9th November 2016
Having been snorkelling and diving the Whitsundays for over 20 years, GM of operations for Cruise Whitsundays Gary Kilby is baffled by international media reporting the demise of the Great Barrier Reef. Having been up close and personal with the reefs over the Whitsundays, Kilby says Hardy Reef is in the best condition he's seen in over two decades.
While Kilby acknowledges that natural threats like Drupella Snails, Crown of Thorns and weather and temperature are ongoing, he's been disappointed by the negative reports about the reef, adamant that the reef in the Whitsundays is still well and truly alive and as beautiful as ever. In addition to Hardy Reef, Whitsundays cruises and sailing also visit Knuckle Reef and fringing island reefs as part of their diverse tour options, including active onboard marine biologists.

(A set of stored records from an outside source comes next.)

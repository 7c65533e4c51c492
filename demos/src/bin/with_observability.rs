//! # with_observability
//!
//! Structured logging via `evmkit-observability`. The library crates emit
//! `debug!` events around encode, decode and hashing; this demo turns them
//! on for `evmkit_evm` and runs a few operations.
//!
//! Run with:
//! ```sh
//! cargo run --bin with_observability
//!
//! # With JSON logging:
//! LOG_JSON=1 cargo run --bin with_observability
//! ```

use anyhow::Result;
use evmkit_evm::{decode_call, encode_call, FunctionSignature, MessageInput};
use evmkit_observability::{init_tracing, LogConfig};
use tracing::{info, warn};

fn main() -> Result<()> {
    let config = LogConfig::default()
        .with_level("info")
        .with_component("evmkit-evm", "debug")
        .with_json(std::env::var("LOG_JSON").is_ok());
    init_tracing(&config)?;

    info!(directives = %config.directives(), "observability initialised");

    let sig = FunctionSignature::parse("approve(address spender, uint256 amount)")?;
    let call = encode_call(&sig, &["0x7a250d5630b4cf539739df2c5dacb4c659f2488d", "1"])?;
    let decoded = decode_call(&sig, &call.calldata)?;
    info!(function = %decoded.signature, params = decoded.params.len(), "round trip ok");

    if let Err(e) = decode_call(&sig, &call.calldata[..10]) {
        warn!(error = %e, "decode of truncated calldata failed as expected");
    }

    let hash = evmkit_evm::compute_eip191_hash(MessageInput::Text("logged"))?;
    info!(digest = %hash.digest, "personal_sign digest");
    Ok(())
}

Despite reports of coral bleaching by international media, local tourism operators have found little to no damage to the coral reefs in areas of operation. This is backed by a surveillance program undertaken by the Association of Marine Park Tourism Operators in September 2016, which found the primary damage was as a result of storm damage due to the steep slope of the site which is dominated by branch coral.
Queensland Environment Minister Dr Steven Miles said it was "pretty easy to see why tourists from all over the world flock here". Also frustrated by the irresponsible reports in the media, Dr Miles confirmed that the Whitsundays had escaped the coral bleaching event, with the most severe damage occurring in a remote part of the marine park further north.
"The Great Barrier Reef Marine Park Authority's preliminary findings indicate a coral mortality of 22% but they are doing more surveys this month," he said. Climate change and an unusually strong El Nino caused record-breaking sea surface temperatures which triggered the coral bleaching event and while he said the damage in the north was saddening, he was quick to remind us how resilient the reef is, with recent studies showing that the three years before the bleaching event saw an increase of coral cover by 19 per cent across the marine park.